Как ни жаль было, вскоре пришло время провожать Василия в часть. Напекли пирогов, собрали чемодан, присели на дорожку – вот и все. И двинулись в путь по булыжному тракту к железнодорожной станции. Еще не скрылось, не успело уплыть за озеро, обмотавшись там лесной паутиной, малиновое солнце, а ранние августовские звезды уже срывались, падали за горизонт. Я это видел, бежал впереди и видел… Перекрывая женские голоса, за моей спиной безудержно пел Вася:
Ходит по полю девчонка, Та, в чьи косы я влюблен…Не помню, ничего не помню. Не помню удара. Булыжник помню мокрый… Почему? Я только что видел звезды… Нет, не дождь, просто лужа. Это моя кровь? Он тяжело дышит. Как долго бежит. Зачем вцепился в меня своими ручищами? Больно! Ой, как больно! Сломалась моя голова. Мамочка, поцелуй меня! Уберите иголки! Мамочка, поцелуй меня!
Потом бабушка часто вспоминала: «Скорее всего, мотоциклист был „под шофе“, ведь даже не остановился! Я чуть не потеряла сознание, когда увидела бедняжку – тебя, мой мальчик. Спасибо Васеньке, знаешь, он подхватил тебя на руки и так бежал, так бежал до самой больницы. Через некоторое время и я подъехала на попутном тракторе.
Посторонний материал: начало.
use pixeldmx_fixtures::{ChannelRole, FixtureAddressing, FixtureLayout};
use serde::{Deserialize, Serialize};

use super::universe::{DmxUniverse, UNIVERSE_SIZE};
use crate::error::DmxError;
use crate::pixel::{Pixel, PixelFrame};
use crate::transport::DmxOutput;

/// Which output driver family the transport belongs to. Chosen once at
/// startup; the two families differ only in how the bus is initialised.
#[derive(Debug, Clone, Copy, PartialEq, Eq, Default, Serialize, Deserialize)]
pub enum OutputDriverKind {
    /// Bit-banged driver, initialised with `init`.
    Legacy,
    /// UART driver, initialised with `init_write`.
    #[default]
    Uart,
}

impl OutputDriverKind {
    pub fn initialize(&self, transport: &mut dyn DmxOutput) -> Result<(), DmxError> {
        match self {
            OutputDriverKind::Legacy => transport.init(UNIVERSE_SIZE),
            OutputDriverKind::Uart => transport.init_write(UNIVERSE_SIZE),
        }
    }

    pub fn as_str(&self) -> &'static str {
        match self {
            OutputDriverKind::Legacy => "legacy",
            OutputDriverKind::Uart => "uart",
        }
    }
}

/// Scale a color component by brightness: `value * brightness / 255`, floored.
pub fn scale(value: u8, brightness: u8) -> u8 {
    (value as u16 * brightness as u16 / 255) as u8
}

fn channel_value(role: ChannelRole, pixel: &Pixel, brightness: u8, calc_brightness: bool) -> u8 {
    let color = |raw: u8| {
        if calc_brightness {
            scale(raw, brightness)
        } else {
            raw
        }
    };

    match role {
        ChannelRole::Zero => 0,
        ChannelRole::Red => color(pixel.r),
        ChannelRole::Green => color(pixel.g),
        ChannelRole::Blue => color(pixel.b),
        ChannelRole::White => color(pixel.w),
        ChannelRole::Shutter => brightness,
        ChannelRole::Full => 255,
    }
}

/// Render one DMX universe from a pixel strip.
///
/// Pixel `first_pixel + k` drives fixture `k`, whose channels start at
/// `start_address + gap * k`. Channels that land outside 1..=512 are dropped.
pub fn render_frame(
    pixels: &[Pixel],
    layout: &FixtureLayout,
    addressing: &FixtureAddressing,
    brightness: u8,
) -> DmxUniverse {
    let mut universe = DmxUniverse::new();
    let channels = addressing.channels_per_fixture as usize;
    let calc_brightness = layout.computes_brightness(channels);

    for (fixture, pixel) in pixels.iter().skip(addressing.first_pixel).enumerate() {
        let Some(base) = addressing.fixture_base(fixture) else {
            break;
        };
        if base > UNIVERSE_SIZE {
            // Every following fixture starts even further out
            break;
        }

        for j in 0..channels {
            let value = channel_value(layout.role(j), pixel, brightness, calc_brightness);
            universe.set(base + j, value);
        }
    }

    universe
}

/// Maps LED frames onto a fixed fixture layout and pushes them to the bus.
#[derive(Debug, Clone)]
pub struct OutputMapper {
    layout: FixtureLayout,
    addressing: FixtureAddressing,
}

impl OutputMapper {
    pub fn new(layout: FixtureLayout, addressing: FixtureAddressing) -> Self {
        Self { layout, addressing }
    }

    pub fn layout(&self) -> &FixtureLayout {
        &self.layout
    }

    pub fn addressing(&self) -> &FixtureAddressing {
        &self.addressing
    }

    /// Render a frame without touching any transport.
    pub fn render(&self, frame: &PixelFrame) -> DmxUniverse {
        render_frame(&frame.pixels, &self.layout, &self.addressing, frame.brightness)
    }

    /// One output tick: render, hand every channel to the transport, transmit.
    pub fn tick(
        &self,
        frame: &PixelFrame,
        transport: &mut dyn DmxOutput,
    ) -> Result<DmxUniverse, DmxError> {
        let universe = self.render(frame);
        for (address, value) in universe.iter() {
            transport.write(address, value);
        }
        transport.update()?;
        Ok(universe)
    }
}

#[cfg(test)]
mod tests {
    use pixeldmx_fixtures::fixture_layout;

    use super::*;
    use crate::transport::MemoryTransport;

    fn addressing(start_address: u16, channels: u8, gap: u16, first_pixel: usize) -> FixtureAddressing {
        FixtureAddressing {
            start_address,
            channels_per_fixture: channels,
            gap,
            first_pixel,
        }
    }

    fn rgbw() -> FixtureLayout {
        fixture_layout![
            ChannelRole::Red,
            ChannelRole::Green,
            ChannelRole::Blue,
            ChannelRole::White,
        ]
    }

    fn rgb_shutter() -> FixtureLayout {
        fixture_layout![
            ChannelRole::Red,
            ChannelRole::Green,
            ChannelRole::Blue,
            ChannelRole::Shutter,
        ]
    }

    fn head(universe: &DmxUniverse, len: usize) -> Vec<u8> {
        universe.as_slice()[..len].to_vec()
    }

    #[test]
    fn test_shutter_layout_emits_raw_colors() {
        let pixels = [Pixel::rgbw(200, 100, 50, 0)];
        let universe = render_frame(&pixels, &rgb_shutter(), &addressing(1, 4, 4, 0), 128);
        assert_eq!(head(&universe, 4), vec![200, 100, 50, 128]);
    }

    #[test]
    fn test_colors_are_premultiplied_without_shutter() {
        let pixels = [Pixel::rgbw(200, 100, 50, 0)];
        let universe = render_frame(&pixels, &rgbw(), &addressing(1, 4, 4, 0), 128);
        assert_eq!(head(&universe, 4), vec![100, 50, 25, 0]);
    }

    #[test]
    fn test_scaling_matches_floor_formula() {
        let layout = rgbw();
        for brightness in [0u8, 1, 64, 127, 128, 200, 254, 255] {
            for raw in [0u8, 1, 2, 99, 128, 200, 255] {
                let pixels = [Pixel::rgbw(raw, raw, raw, raw)];
                let universe = render_frame(&pixels, &layout, &addressing(1, 4, 4, 0), brightness);
                let expected = (raw as u32 * brightness as u32 / 255) as u8;
                assert_eq!(head(&universe, 4), vec![expected; 4]);
            }
        }
    }

    #[test]
    fn test_zero_and_full_ignore_pixel_and_brightness() {
        let layout = fixture_layout![ChannelRole::Zero, ChannelRole::Full];
        for brightness in [0u8, 77, 255] {
            let pixels = [Pixel::rgbw(255, 255, 255, 255), Pixel::BLACK];
            let universe = render_frame(&pixels, &layout, &addressing(1, 2, 2, 0), brightness);
            assert_eq!(head(&universe, 4), vec![0, 255, 0, 255]);
        }
    }

    #[test]
    fn test_shutter_anywhere_disables_scaling_for_all_fixtures() {
        let layout = fixture_layout![
            ChannelRole::Shutter,
            ChannelRole::Red,
            ChannelRole::Green,
            ChannelRole::Blue,
        ];
        let pixels = [Pixel::rgb(10, 20, 30), Pixel::rgb(40, 50, 60)];
        let universe = render_frame(&pixels, &layout, &addressing(1, 4, 4, 0), 50);
        assert_eq!(head(&universe, 8), vec![50, 10, 20, 30, 50, 40, 50, 60]);
    }

    #[test]
    fn test_fixture_spacing_and_start_address() {
        let layout = fixture_layout![ChannelRole::Red, ChannelRole::Green, ChannelRole::Blue];
        let pixels = [Pixel::rgb(1, 2, 3), Pixel::rgb(4, 5, 6)];
        let universe = render_frame(&pixels, &layout, &addressing(10, 3, 5, 0), 255);

        assert_eq!(universe.get(9), Some(0));
        assert_eq!(universe.get(10), Some(1));
        assert_eq!(universe.get(12), Some(3));
        // gap channels stay untouched
        assert_eq!(universe.get(13), Some(0));
        assert_eq!(universe.get(14), Some(0));
        assert_eq!(universe.get(15), Some(4));
        assert_eq!(universe.get(17), Some(6));
    }

    #[test]
    fn test_first_pixel_offset() {
        let layout = fixture_layout![ChannelRole::Red];
        let pixels = [Pixel::rgb(1, 0, 0), Pixel::rgb(2, 0, 0), Pixel::rgb(3, 0, 0)];
        let universe = render_frame(&pixels, &layout, &addressing(1, 1, 1, 1), 255);
        assert_eq!(head(&universe, 3), vec![2, 3, 0]);
    }

    #[test]
    fn test_first_pixel_beyond_strip_renders_nothing() {
        let pixels = [Pixel::rgb(255, 255, 255); 4];
        let universe = render_frame(&pixels, &rgbw(), &addressing(1, 4, 4, 4), 255);
        assert_eq!(universe, DmxUniverse::new());
    }

    #[test]
    fn test_zero_channel_count_renders_nothing() {
        let pixels = [Pixel::rgb(255, 255, 255); 4];
        let universe = render_frame(&pixels, &rgbw(), &addressing(1, 0, 4, 0), 255);
        assert_eq!(universe, DmxUniverse::new());
    }

    #[test]
    fn test_fixtures_past_universe_are_truncated() {
        // 130 fixtures of 4 channels need 520 addresses; the last two fall off
        let pixels = vec![Pixel::rgbw(255, 255, 255, 255); 130];
        let universe = render_frame(&pixels, &rgbw(), &addressing(1, 4, 4, 0), 255);
        assert!(universe.as_slice().iter().all(|v| *v == 255));
    }

    #[test]
    fn test_fixture_straddling_the_end_keeps_in_range_channels() {
        let layout = rgbw();
        let pixels = [Pixel::rgbw(9, 8, 7, 6)];
        let universe = render_frame(&pixels, &layout, &addressing(510, 4, 4, 0), 255);
        assert_eq!(universe.get(510), Some(9));
        assert_eq!(universe.get(511), Some(8));
        assert_eq!(universe.get(512), Some(7));
        assert_eq!(universe.as_slice()[..509].iter().filter(|v| **v != 0).count(), 0);
    }

    #[test]
    fn test_start_address_zero_drops_first_channel() {
        let layout = rgbw();
        let pixels = [Pixel::rgbw(9, 8, 7, 6)];
        let universe = render_frame(&pixels, &layout, &addressing(0, 4, 4, 0), 255);
        assert_eq!(head(&universe, 4), vec![8, 7, 6, 0]);
    }

    #[test]
    fn test_render_is_idempotent() {
        let pixels: Vec<Pixel> = (0..50u8)
            .map(|i| Pixel::rgbw(i, i.wrapping_mul(3), i.wrapping_mul(7), 255 - i))
            .collect();
        let layout = rgb_shutter();
        let first = render_frame(&pixels, &layout, &addressing(3, 4, 6, 2), 99);
        let second = render_frame(&pixels, &layout, &addressing(3, 4, 6, 2), 99);
        assert_eq!(first, second);
    }

    #[test]
    fn test_tick_writes_universe_and_updates_once() {
        let transport = MemoryTransport::new();
        let mut output = transport.output();
        let mapper = OutputMapper::new(rgb_shutter(), addressing(1, 4, 4, 0));
        let frame = PixelFrame::new(vec![Pixel::rgb(200, 100, 50)], 128);

        let universe = mapper.tick(&frame, &mut output).unwrap();

        assert_eq!(transport.update_count(), 1);
        assert_eq!(transport.last_sent(), Some(universe));
        assert_eq!(head(&transport.last_sent().unwrap(), 4), vec![200, 100, 50, 128]);
    }

    #[test]
    fn test_driver_kind_selects_init_call() {
        let transport = MemoryTransport::new();
        let mut output = transport.output();

        OutputDriverKind::Legacy.initialize(&mut output).unwrap();
        assert_eq!(transport.init_calls(), vec![("init", UNIVERSE_SIZE)]);

        OutputDriverKind::Uart.initialize(&mut output).unwrap();
        assert_eq!(
            transport.init_calls(),
            vec![("init", UNIVERSE_SIZE), ("init_write", UNIVERSE_SIZE)]
        );
    }
}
Ты так кричал, так кричал, что доктор вышел к нам и сказал: „Вы, мама, останьтесь, а вы, папаша, пройдите со мной, поможете держать ребенка“. Чудак, принял нас с Васенькой за супругов. Такой милый доктор оказался! Я еще долго к нему ходила. Водила тебя к нему, мой мальчик. И поила. Через трубочку. Ты ведь не мог есть с заклеенным ртом. Покажи шрам. Почти совсем незаметно. Да, если бы не Васенька… Представляешь: „Вы, мама, останьтесь, а вы, папаша, пройдите“. Сейчас таких докторов не встретишь. Не болезнь лечили, а человека. Человека надо лечить!»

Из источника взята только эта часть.